- Born: 1947 (age 78–79)
- Occupations: TV screenwriter, radio scriptwriter, producer
- Known for: RS Productions with Gary Reilly
- Spouse: Noeline Brown ​(m. 1976)​

= Tony Sattler =

Australian TV writer/producer (born 1947)

Tony Sattler (born 1947) is an Australian television writer and producer best known for his development of the Australian television comedies The Naked Vicar Show and Kingswood Country with writer Gary Reilly.

== Early work ==
Tony Sattler worked as a creative director for the advertising agency George Patterson Y&R in Brisbane in 1972. He met fellow copywriter Gary Reilly and they worked on the production of commercials and jingles in Sydney. Reilly and Sattler began to collaborate on writing longer scripts for radio and television. They contributed satirical “anti-ads” to Sydney radio station 2JJ (now Triple J) advertising fictitious products. Reilly and Sattler created the successful parody radio serial for 2JJ entitled Chuck Chunder and the Space Patrol, which ran for 200 episodes and attracted a cult following on both 2JJ and Radio One. They wrote other parody radio serials including The Novels of Fiona Wintergreen which ran for 300 episodes and Doctors and Nurses which ran for 130.

Based on the success of their work the ABC commissioned Sattler and Reilly to write two hour-long scripts for Grahame Bond's Flash Nick from Jindavick in 1974. They were subsequently asked to write a half-hour sketch comedy series for Radio One (now Radio National) in 1975 which would become The Naked Vicar Show. The success of this program on radio encouraged them to develop a television concept for it in 1976, featuring the same performers Noeline Brown, Ross Higgins, Kevin Golsby and others. When the ABC turned it down, the Seven Network in Sydney took up the option. The Naked Vicar Show ran on radio, television and in theatre between 1975 and 1978.
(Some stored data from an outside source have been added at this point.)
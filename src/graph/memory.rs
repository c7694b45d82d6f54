//! In-memory implementation of [`SocialGraphStore`].
//!
//! Users and follow edges live in plain hash tables behind a single
//! `tokio::sync::RwLock`, so the follow-edge endpoint check and the
//! delete-cascade both run inside one critical section. Reads return
//! value copies, never references into the tables.

use crate::error::StoreError;
use crate::graph::models::User;
use crate::graph::traits::SocialGraphStore;
use async_trait::async_trait;
use std::collections::{HashMap, HashSet};
use tokio::sync::RwLock;
use tracing::debug;
use uuid::Uuid;

/// Both tables sit under one lock: `follow_user` must observe the user
/// table and mutate the edge table without a window where a concurrent
/// `delete_user` could slip between the check and the insert.
#[derive(Default)]
struct GraphTables {
    users: HashMap<String, User>,
    /// follower handle -> set of followee handles
    follow: HashMap<String, HashSet<String>>,
}

/// In-memory social graph store.
pub struct InMemorySocialGraph {
    tables: RwLock<GraphTables>,
}

impl InMemorySocialGraph {
    /// Create a new empty graph store.
    pub fn new() -> Self {
        Self {
            tables: RwLock::new(GraphTables::default()),
        }
    }

    // ========================================================================
    // Builder / seeding methods for tests
    // ========================================================================

    /// Seed a user into the store, bypassing duplicate checks.
    pub async fn with_user(self, user: User) -> Self {
        self.tables
            .write()
            .await
            .users
            .insert(user.handle.clone(), user);
        self
    }

    /// Seed a follow edge without endpoint verification.
    pub async fn with_edge(self, follower: &str, followee: &str) -> Self {
        self.tables
            .write()
            .await
            .follow
            .entry(follower.to_string())
            .or_default()
            .insert(followee.to_string());
        self
    }
}

impl Default for InMemorySocialGraph {
    fn default() -> Self {
        Self::new()
    }
}

#[async_trait]
impl SocialGraphStore for InMemorySocialGraph {
    async fn create_user(&self, mut user: User) -> Result<User, StoreError> {
        let mut tables = self.tables.write().await;

        if !user.handle.is_empty() && tables.users.contains_key(&user.handle) {
            return Err(StoreError::AlreadyExists("user"));
        }

        // Auto-assign an identifier when the caller supplied none
        if user.handle.is_empty() {
            user.handle = Uuid::new_v4().to_string();
        }

        tables.users.insert(user.handle.clone(), user.clone());
        debug!(handle = %user.handle, "user created");
        Ok(user)
    }

    async fn get_user(&self, handle: &str) -> Result<User, StoreError> {
        let tables = self.tables.read().await;
        tables
            .users
            .get(handle)
            .cloned()
            .ok_or(StoreError::NotFound("user"))
    }

    async fn delete_user(&self, handle: &str) -> Result<(), StoreError> {
        let mut tables = self.tables.write().await;

        if tables.users.remove(handle).is_none() {
            return Err(StoreError::NotFound("user"));
        }

        // Drop the user's outgoing edges, then scrub it from every other
        // user's followee set so no dangling edge survives the delete.
        tables.follow.remove(handle);
        for followees in tables.follow.values_mut() {
            followees.remove(handle);
        }

        debug!(handle = %handle, "user deleted with follow edges");
        Ok(())
    }

    async fn follow_user(&self, follower: &str, followee: &str) -> Result<(), StoreError> {
        let mut tables = self.tables.write().await;

        // Endpoint checks and edge insert share this critical section
        if !tables.users.contains_key(follower) || !tables.users.contains_key(followee) {
            return Err(StoreError::NotFound("user"));
        }

        tables
            .follow
            .entry(follower.to_string())
            .or_default()
            .insert(followee.to_string());

        debug!(follower = %follower, followee = %followee, "follow edge inserted");
        Ok(())
    }

    async fn unfollow_user(&self, follower: &str, followee: &str) -> Result<(), StoreError> {
        let mut tables = self.tables.write().await;

        // Unknown follower or missing edge is a no-op
        if let Some(followees) = tables.follow.get_mut(follower) {
            followees.remove(followee);
        }
        Ok(())
    }

    async fn get_followers(&self, handle: &str) -> Result<Vec<User>, StoreError> {
        let tables = self.tables.read().await;

        if !tables.users.contains_key(handle) {
            return Err(StoreError::NotFound("user"));
        }

        let followers = tables
            .follow
            .iter()
            .filter(|(_, followees)| followees.contains(handle))
            .filter_map(|(follower, _)| tables.users.get(follower).cloned())
            .collect();
        Ok(followers)
    }

    async fn get_followees(&self, handle: &str) -> Result<Vec<User>, StoreError> {
        let tables = self.tables.read().await;

        if !tables.users.contains_key(handle) {
            return Err(StoreError::NotFound("user"));
        }

        let followees = tables
            .follow
            .get(handle)
            .map(|followees| {
                followees
                    .iter()
                    .filter_map(|followee| tables.users.get(followee).cloned())
                    .collect()
            })
            .unwrap_or_default();
        Ok(followees)
    }
}

#[cfg(test)]
mod tests {
    use super::*;

    fn user(handle: &str) -> User {
        User::new(handle, "Test", "User")
    }

    #[tokio::test]
    async fn test_create_and_get_user() {
        let store = InMemorySocialGraph::new();
        let created = store.create_user(user("lucas")).await.unwrap();
        assert_eq!(created.handle, "lucas");

        let fetched = store.get_user("lucas").await.unwrap();
        assert_eq!(fetched, created);
    }

    #[tokio::test]
    async fn test_create_duplicate_handle_fails() {
        let store = InMemorySocialGraph::new();
        store.create_user(user("lucas")).await.unwrap();

        let err = store.create_user(user("lucas")).await.unwrap_err();
        assert!(matches!(err, StoreError::AlreadyExists(_)));
    }

    #[tokio::test]
    async fn test_empty_handle_auto_assigned() {
        let store = InMemorySocialGraph::new();
        let created = store.create_user(user("")).await.unwrap();
        assert!(!created.handle.is_empty());
        assert!(store.get_user(&created.handle).await.is_ok());
    }

    #[tokio::test]
    async fn test_get_unknown_user_not_found() {
        let store = InMemorySocialGraph::new();
        let err = store.get_user("ghost").await.unwrap_err();
        assert!(err.is_not_found());
    }

    #[tokio::test]
    async fn test_get_user_returns_copy() {
        let store = InMemorySocialGraph::new();
        store.create_user(user("lucas")).await.unwrap();

        let mut fetched = store.get_user("lucas").await.unwrap();
        fetched.first_name = "Mutated".into();

        assert_eq!(store.get_user("lucas").await.unwrap().first_name, "Test");
    }

    #[tokio::test]
    async fn test_follow_requires_both_endpoints() {
        let store = InMemorySocialGraph::new().with_user(user("lucas")).await;

        let err = store.follow_user("lucas", "ghost").await.unwrap_err();
        assert!(err.is_not_found());
        let err = store.follow_user("ghost", "lucas").await.unwrap_err();
        assert!(err.is_not_found());

        // The failed calls must not have left a partial edge behind
        assert!(store.get_followees("lucas").await.unwrap().is_empty());
    }

    #[tokio::test]
    async fn test_follow_is_idempotent() {
        let store = InMemorySocialGraph::new()
            .with_user(user("lucas"))
            .await
            .with_user(user("maria"))
            .await;

        store.follow_user("lucas", "maria").await.unwrap();
        store.follow_user("lucas", "maria").await.unwrap();

        let followers = store.get_followers("maria").await.unwrap();
        assert_eq!(followers.len(), 1);
        assert_eq!(followers[0].handle, "lucas");
    }

    #[tokio::test]
    async fn test_self_follow_permitted() {
        let store = InMemorySocialGraph::new().with_user(user("lucas")).await;
        store.follow_user("lucas", "lucas").await.unwrap();

        let followers = store.get_followers("lucas").await.unwrap();
        assert_eq!(followers.len(), 1);
    }

    #[tokio::test]
    async fn test_unfollow_missing_edge_is_noop() {
        let store = InMemorySocialGraph::new()
            .with_user(user("lucas"))
            .await
            .with_user(user("maria"))
            .await;

        store.unfollow_user("lucas", "maria").await.unwrap();
        store.unfollow_user("ghost", "maria").await.unwrap();

        assert!(store.get_followers("maria").await.unwrap().is_empty());
    }

    #[tokio::test]
    async fn test_unfollow_removes_edge() {
        let store = InMemorySocialGraph::new()
            .with_user(user("lucas"))
            .await
            .with_user(user("maria"))
            .await
            .with_edge("lucas", "maria")
            .await;

        store.unfollow_user("lucas", "maria").await.unwrap();
        assert!(store.get_followers("maria").await.unwrap().is_empty());
    }

    #[tokio::test]
    async fn test_delete_user_cascades_edges() {
        let store = InMemorySocialGraph::new()
            .with_user(user("lucas"))
            .await
            .with_user(user("maria"))
            .await
            .with_user(user("juan"))
            .await
            .with_edge("lucas", "maria")
            .await
            .with_edge("maria", "lucas")
            .await
            .with_edge("juan", "lucas")
            .await;

        store.delete_user("lucas").await.unwrap();

        assert!(store.get_user("lucas").await.unwrap_err().is_not_found());
        // No edge touching the deleted handle remains in either direction
        assert!(store.get_followers("maria").await.unwrap().is_empty());
        assert!(store.get_followees("maria").await.unwrap().is_empty());
        assert!(store.get_followees("juan").await.unwrap().is_empty());
    }

    #[tokio::test]
    async fn test_delete_unknown_user_not_found() {
        let store = InMemorySocialGraph::new();
        let err = store.delete_user("ghost").await.unwrap_err();
        assert!(err.is_not_found());
    }

    #[tokio::test]
    async fn test_followers_of_unknown_handle_not_found() {
        let store = InMemorySocialGraph::new();
        assert!(store.get_followers("ghost").await.unwrap_err().is_not_found());
        assert!(store.get_followees("ghost").await.unwrap_err().is_not_found());
    }

    #[tokio::test]
    async fn test_followers_and_followees_directions() {
        let store = InMemorySocialGraph::new()
            .with_user(user("lucas"))
            .await
            .with_user(user("maria"))
            .await
            .with_edge("lucas", "maria")
            .await;

        let maria_followers = store.get_followers("maria").await.unwrap();
        assert_eq!(maria_followers.len(), 1);
        assert_eq!(maria_followers[0].handle, "lucas");
        assert!(store.get_followees("maria").await.unwrap().is_empty());

        let lucas_followees = store.get_followees("lucas").await.unwrap();
        assert_eq!(lucas_followees.len(), 1);
        assert_eq!(lucas_followees[0].handle, "maria");
        assert!(store.get_followers("lucas").await.unwrap().is_empty());
    }
}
Reilly and Sattler met Graham Kennedy in 1977 and they were asked to write a tonight show for him. He subsequently asked to feature in one of their radio serials. They created seven radio plays for him entitled Graham Kennedy's R.S. Playhouse, with him as the lead performer. The series won a number of awards and led to Reilly and Sattler continuing to contribute writing for Kennedy in his hosting and variety show appearances.

Exhausted by the pace of sketch writing, Reilly and Sattler moved into the situation comedy format in 1978. They submitted four scripts to the Seven Network and their work on Kingswood Country was ultimately selected for a full series. Kingswood Country featured the character Ted Bullpitt, who had been introduced in The Naked Vicar Show, and starred the same actor, Ross Higgins. The show ran from 1980 to 1984 and was produced by RS Productions, formed by Reilly and Sattler in 1975.

In 1981, Sattler and Reilly created a sitcom set in a newspaper office, Daily at Dawn which ran for 26 episodes. They also developed a sitcom set in Antarctica, Brass Monkeys, which ran for 13 episodes on the Seven network in 1984. By the end of 1984 had Sattler and Reilly had ended their partnership, and discontinued their production company.

They worked together again in 1997 to write a sequel to Kingswood Country: Bullpitt! which ran 1997–1998.

== Later work ==
Sattler and his wife Noeline Brown formed their own production company Wintergreen Productions. Sattler wrote and created a number of television pilots including The Bastards Next Door (1994), Freckle Me Dead, and My Three Wives with Australian dramatist David Mitchell.

Sattler produced and directed the documentary Graham Kennedy: The King of Television in 2000 and From Vaudeville to Video: a History of Australian Comedy in 2001. He staged the NSW Royal Bicentennial Concert and a number of other events.

In 2004 Sattler and Craig Pattinson completed their work on the creation of the Mary MacKillop Museum in North Sydney. Sattler also designed the Slim Dusty Museum in Kempsey and the Country Music Museum in Tamworth.

== Personal life ==
Sattler married actor Noeline Brown on 1 August 1976. They live in Sydney and the Southern Highlands of New South Wales. After working with television host and comedian Graham Kennedy during the 1970s on a number of productions, Sattler and Brown became close friends with him. After his retirement from the television industry Kennedy moved near the couple's home in Bowral where they helped manage his physical care as his health failed.

== Awards ==
Sattler won two Logie Awards with Gary Reilly — Best Comedy
- Kingswood Country 1981 and 1982.
Sattler won two Australian Writer's Guild AWGIE Awards with Gary Reilly — Best Comedy (radio)
- 1979 — You only live once
- 1980 — Sunday morning fever
He and Reilly received the 1997 Australian Writer's Guild Freddie Parsons Award for Lifetime Contribution to Comedy.